Posted by hkarner - 2. März 2018

A new study offers more evidence that cutting spending is less harmful to growth than raising taxes

Alberto Alesina, Carlo A. Favero, and Francesco Giavazzi, IMF Blog 1 Mar 2018

Almost a decade after the onset of the global financial crisis, national debt in advanced economies remains near its highest level since World War II, averaging 104 percent of GDP. In Japan, the ratio is 240 percent and in Greece almost 185 percent. In Italy and Portugal, debt exceeds 120 percent of GDP. Without measures either to cut spending or increase revenue, the situation will only get worse. As central banks abandon the extraordinary monetary measures they adopted to battle the crisis, interest rates will inevitably rise from historic lows. That means interest payments will eat up a growing share of government spending, leaving less money to deliver public services or take steps to ensure long-term economic growth, such as investing in infrastructure and education.

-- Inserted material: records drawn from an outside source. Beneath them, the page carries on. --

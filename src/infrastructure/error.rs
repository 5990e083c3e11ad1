//! Infrastructure-level errors (wraps application errors)

use thiserror::Error;

use crate::application::ApplicationError;

/// Infrastructure errors wrap application errors and add I/O-level concerns.
#[derive(Error, Debug)]
pub enum InfraError {
    #[error("{0}")]
    Application(#[from] ApplicationError),

    #[error("I/O error: {context}")]
    Io {
        context: String,
        #[source]
        source: std::io::Error,
    },
}

impl InfraError {
    /// Create an I/O error with context.
    pub fn io(context: impl Into<String>, source: std::io::Error) -> Self {
        Self::Io {
            context: context.into(),
            source,
        }
    }
}
//! Dependency injection

pub mod service_container;

pub use service_container::ServiceContainer;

Servicing debt will become a major burden.

What is the best way to reduce debt to sustainable levels? That question has taken on renewed importance since the global financial crisis of 2008, when government spending to stimulate growth and help the unemployed boosted budget deficits to postwar records. Some economists argue that cutting spending is the best medicine for restoring fiscal health. Others insist, on the contrary, that spending cuts are self-defeating, because they hurt economic growth. They prescribe even more government spending to reinvigorate a flagging economy. Den Rest des Beitrags lesen »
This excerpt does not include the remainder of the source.